** Opening Supplied records block **
//! Runs `flutter_rust_bridge` codegen on the `app-rs` crate.
//!
//! We previously ran this logic in an `app-rs/build.rs` build script, but
//! several issues with both `flutter_rust_bridge` and `flutter` itself made
//! this just too hacky to rely on.
//!
//! `flutter_rust_bridge_codegen` has an unclean build process which just
//! modifies files all over the place; this doesn't fit well with `build.rs`,
//! which expects build scripts to only touch files in `$OUT_DIR`.
//!
//! The native FFI build integration in `flutter` itself is also incomplete and
//! currently in-flux. See [dart-lang/sdk - vm/ffi: native assets feature #50565](https://github.com/dart-lang/sdk/issues/50565)
//! for the current status/roadmap for this feature.

use std::{
    path::{Path, PathBuf},
    process::Command,
};

use anyhow::{Context, format_err};
use argh::FromArgs;
use lib_flutter_rust_bridge_codegen as frb;

/// Generates the Rust and Dart FFI interface files for the `app-rs` crate.
#[derive(FromArgs)]
pub struct Args {
    /// run codegen in check mode. If the generated files don't match the
    /// checked-in versions, the tool will return an error. Beware that this
    /// still modifies the files.
    #[argh(switch)]
    pub check: bool,
}

impl Args {
    pub fn run(self) -> anyhow::Result<()> {
        let app_rs_dir = find_app_rs_dir().ok_or_else(|| {
            format_err!(
                "failed to find app-rs directory. Try running in the base \
                 directory of the repo."
            )
        })?;
        let workspace_dir = app_rs_dir.parent().unwrap();
        let app_rs_dart_dir = workspace_dir.join("app_rs_dart");

        let frb_generated_rs = app_rs_dir.join("src/frb_generated.rs");
        let app_rs_dart_lib_dir = app_rs_dart_dir.join("lib");

        // flutter_rust_bridge options
        // Docs: [`GenerateCommandArgsPrimary`](https://github.com/fzyzcjy/flutter_rust_bridge/blob/master/frb_codegen/src/binary/commands.rs#L52)
        let config = frb::codegen::Config {
            // verbose: true,
            // dump: Some(vec![frb::codegen::ConfigDumpContent::Config]),
            // dump_all: Some(true),

            // The Rust crate root dir.
            rust_root: Some(path_to_string(&app_rs_dir)?),
            // The Dart package root dir.
            dart_root: Some(path_to_string(&app_rs_dart_dir)?),

            // The comma-separated list of input Rust modules to generate Dart
            // interfaces for.
            //
            // TODO(phlip9): apparently this now accepts third-party crates?
            // Will have to experiment.
            rust_input: Some([
                // Generate Dart interfaces for all Rust modules in the
                // `app-rs/src/ffi` subdir.
                "crate::ffi",
            ].join(",")),

            // Path to output generated Rust code.
            rust_output: Some(path_to_string(&frb_generated_rs)?),

            // Path to output generated Dart code impls.
            dart_output: Some(path_to_string(&app_rs_dart_lib_dir)?),

            // The class name of the main entrypoint to the Rust API.
            // Defaults to "RustLib".
            dart_entrypoint_class_name: Some("AppRs".to_owned()),
            // Disable some lints in the generated code
            dart_preamble: Some(r#"

//
// From: `dart_preamble` in `app-rs-codegen/src/lib.rs`
// ignore_for_file: invalid_internal_annotation, always_use_package_imports, directives_ordering, prefer_const_constructors, sort_unnamed_constructors_first
//

"#.to_owned()),

            // Setting this to `true` appears to make frb generate code similar
            // to v1? It works better with static linking, so I'll keep this set
            full_dep: Some(false),
            // When `false`, appears to box u64, i64 and usize, as they're not
            // representable in dart.
            // `type_64bit_int=true` looks broken when used with `full_dep=true`
            type_64bit_int: Some(true),

            // While we're using a custom nightly rustfmt, don't need to
            // double-format.
            rust_format: Some(false),

            // Other options
            dart3: Some(true),
            dart_format_line_length: Some(80),
            add_mod_to_lib: Some(false),
            web: Some(false),
            enable_lifetime: Some(false),
            ..Default::default()
        };
        let meta_config = frb::codegen::MetaConfig { watch: false };

        // generate dart and rust ffi bindings
        frb::codegen::generate(config, meta_config).context(
            "flutter_rust_bridge: failed to generate Rust+Dart ffi bindings ",
        ).unwrap();

        // run `rustfmt` with our nightly version
        Command::new("rustup")
            .args(["run", "nightly-2025-10-16", "cargo", "fmt", "--all"])
            .status()
            .context("Failed to run `cargo fmt` with nightly compiler")?;

        // Maybe update `app_rs_dart/build_rust_ios_macos.input.xcfilelist`.
        // This file is used in `app_rs_dart`'s CocoaPods/Xcode integration.
        let xcfilelist_path =
            app_rs_dart_dir.join("build_rust_ios_macos.input.xcfilelist");
        let xcfilelist = build_app_rs_xcfilelist(workspace_dir);
        update_app_rs_xcfilelist_if_changed(&xcfilelist_path, xcfilelist);

        // run `git diff --exit-code` to see if any files
        // changed
        if self.check {
            let status = Command::new("git")
                .args(["diff", "--exit-code"])
                .current_dir(workspace_dir)
                .status()
                .context(
                    "Failed to run `git diff` on generated ffi bindings",
                )?;

            if !status.success() {
                return Err(format_err!(
                    "generated ffi bindings are not up-to-date"
                ));
            }
        }

        Ok(())
    }
}

fn find_app_rs_dir() -> Option<PathBuf> {
    let candidates = ["app-rs/Cargo.toml", "public/app-rs/Cargo.toml"];
    for candidate in candidates {
        let path = Path::new(candidate);
        if path.is_file() {
            // Get the absolute path of the parent
            return path.parent()?.canonicalize().ok();
        }
    }

    None
}

fn path_to_string(path: &Path) -> anyhow::Result<String> {
    path.to_str().map(str::to_owned).ok_or_else(|| {
        format_err!("path is not valid UTF-8: '{}'", path.display())
    })
}

/// Generate workspace input xcfilelist for
/// `app_rs_dart/{ios,macos}/app_rs_dart.podspec`. This is a list
/// of all source file dependencies not covered by the
/// cargo-generated libapp_rs.d dep file.
fn build_app_rs_xcfilelist(workspace_dir: &Path) -> String {
    let walk = ignore::WalkBuilder::new(workspace_dir)
        .hidden(false)
        .follow_links(false)
        .max_depth(Some(2))
        .build();
    const PREFIX: &str = "${PODS_TARGET_SRCROOT}/../../";
    let mut xcfilelist = walk
        .filter_map(|entry| {
            let entry = entry.unwrap();
            let path = entry.path();
            let file_name = path.file_name()?.to_str()?;
            if file_name.ends_with(".toml") {
                let rel_path = path.strip_prefix(workspace_dir).unwrap();
                let pod_rel_path = format!("{PREFIX}{}", rel_path.display());
                Some(pod_rel_path)
            } else {
                None
            }
        })
        .collect::<Vec<_>>();
    xcfilelist.push(format!("{PREFIX}Cargo.lock"));
    xcfilelist.sort_unstable();

    let mut buf = xcfilelist.join("\n");
    buf.push('\n');
    buf
}

/// Only write the new xcfilelist if it's actually changed. This avoids changing
/// the file modified time if there are no changes.
fn update_app_rs_xcfilelist_if_changed(
    xcfilelist_path: &Path,
    updated: String,
) {
    let existing = std::fs::read_to_string(xcfilelist_path).unwrap();
    if updated != existing {
        eprintln!("Updating '{}'", xcfilelist_path.display());
        std::fs::write(xcfilelist_path, updated).unwrap();
    }
}
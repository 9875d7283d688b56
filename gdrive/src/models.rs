use std::{
    borrow::Cow,
    fmt::{self, Display},
};

use serde::{Deserialize, Serialize};

/// The metadata associated with a Google Drive "File".
/// NOTE: GDrive "files" include folders as well.
///
/// This struct is used only for deserialization.
/// See [`GFileCow`] for a write-optimized version suitable for sending.
///
/// Details: <https://developers.google.com/drive/api/reference/rest/v3/files>
// Technically the two structs could be merged, but adding a lifetime parameter
// to [`GFile`] adds useless lifetime generics to everything.
#[derive(Default, Deserialize)]
#[serde(rename_all = "camelCase")]
pub struct GFile {
    pub id: GFileId,
    pub name: String,
    pub mime_type: String,
    // kind: String, // Always "drive#file"
}

/// A version of [`GFile`] optimized for serialization.
///
/// `id` is also an optional field (relevant when creating files)
#[derive(Default, Serialize)]
#[serde(rename_all = "camelCase")]
pub struct GFileCow<'a> {
    pub id: Option<GFileId>,
    pub name: Option<Cow<'a, str>>,
    pub parents: Option<Vec<GFileId>>,
    pub mime_type: Option<Cow<'a, str>>,
    pub folder_color_rgb: Option<Cow<'a, str>>,
}

/// A newtype for the `fileId` associated with every file or folder in Google
/// Drive, to ensure that this isn't confused for `VfsFileId`.
#[derive(Clone, Default, Eq, PartialEq, Serialize, Deserialize)]
#[serde(transparent)]
pub struct GFileId(pub String);

/// A struct denoting an empty API request or response.
// We don't use `lexe_api_core::Empty` in case Lexe's API diverges from Google's
#[derive(Copy, Clone, Serialize, Deserialize)]
pub struct Empty {}

/// GET /files
///
/// <https://developers.google.com/drive/api/reference/rest/v3/files/list>
#[derive(Default, Serialize)]
#[serde(rename_all = "camelCase")]
pub struct ListFiles<'a> {
    /// The search query to use.
    /// More info: <https://developers.google.com/drive/api/guides/search-files>
    /// NOTE: Don't forget to include "trashed = false"!!
    pub q: Cow<'a, str>,
    /// A comma-separated list of sort keys.
    ///
    /// Valid keys are 'createdTime', 'folder', 'modifiedByMeTime',
    /// 'modifiedTime', 'name', 'name_natural', 'quotaBytesUsed', 'recency',
    /// 'sharedWithMeTime', 'starred', and 'viewedByMeTime'.
    ///
    /// Each key sorts ascending by default, but can be reversed with the
    /// 'desc' modifier.
    ///
    /// Example: "folder,modifiedTime desc,name".
    pub order_by: Option<Cow<'a, str>>,
    /// "The token for continuing a previous list request on the next page.
    /// This should be set to the value of 'nextPageToken' from the
    /// previous response." Is [`None`] if there are no more results.
    pub page_token: Option<String>,
}

#[derive(Deserialize)]
#[serde(rename_all = "camelCase")]
pub struct ListFilesResponse {
    pub files: Vec<GFile>,
    pub next_page_token: Option<String>,
    // This is always `false`. It can only be true if we're searching multiple
    // drives, which we aren't.
    // incomplete_search: bool,
    // This is always "drive#fileList"
    // kind: String,
}

impl Display for GFileId {
    fn fmt(&self, f: &mut fmt::Formatter<'_>) -> fmt::Result {
        write!(f, "{}", self.0)
    }
}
** Closing Supplied records block **
Task description – The answer must consist of every line from the entries above that contains "bool".

Task output –
    pub check: bool,
    // incomplete_search: bool,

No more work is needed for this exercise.